A privatividade é também percebida quando há o cotejo com a Classificação Brasileira de Ocupações (CBO). A pesquisa pela família de profissionais de RH (2524) revela que o supervisor de RH é apenas um nível hierárquico dentro da empresa ocupado por alguém que é analista de RH.

Os profissionais de recursos humanos: “Administram pessoal e plano de cargos e salários; promovem ações de treinamento e de desenvolvimento de pessoal. Efetuam processo de recrutamento e de seleção, geram plano de benefícios e promovem ações de qualidade de vida e assistência aos empregados. Administram relações de trabalho e coordenam sistemas de avaliação de desempenho. No desenvolvimento das atividades, mobilizam um conjunto de capacidades comunicativas” (CBO).

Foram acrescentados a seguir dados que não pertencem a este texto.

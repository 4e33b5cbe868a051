pub mod config;
pub mod elevation;
pub mod errors;
pub mod format;
pub mod runtime;
pub mod safety;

Em razão disso, concluo que o exercício das atividades pela parte autora na Faurecia é privativo de administrador, de maneira que é indevido o cancelamento do registro e, por isso, os pedidos são improcedentes.

III

Isso posto, JULGO IMPROCEDENTES os pedidos, na forma do artigo 487, I, do CPC […]. (TRF2 – 1º Juizado Especial Federal de Volta Redonda, PROCEDIMENTO DO JUIZADO ESPECIAL CÍVEL Nº 5005407-20.2020.4.02.5104/RJ, juíza Federal MARIANA PRETURLAN, Data de julgamento: 11/11/2020, Data de publicação: Dj 13/11/2020).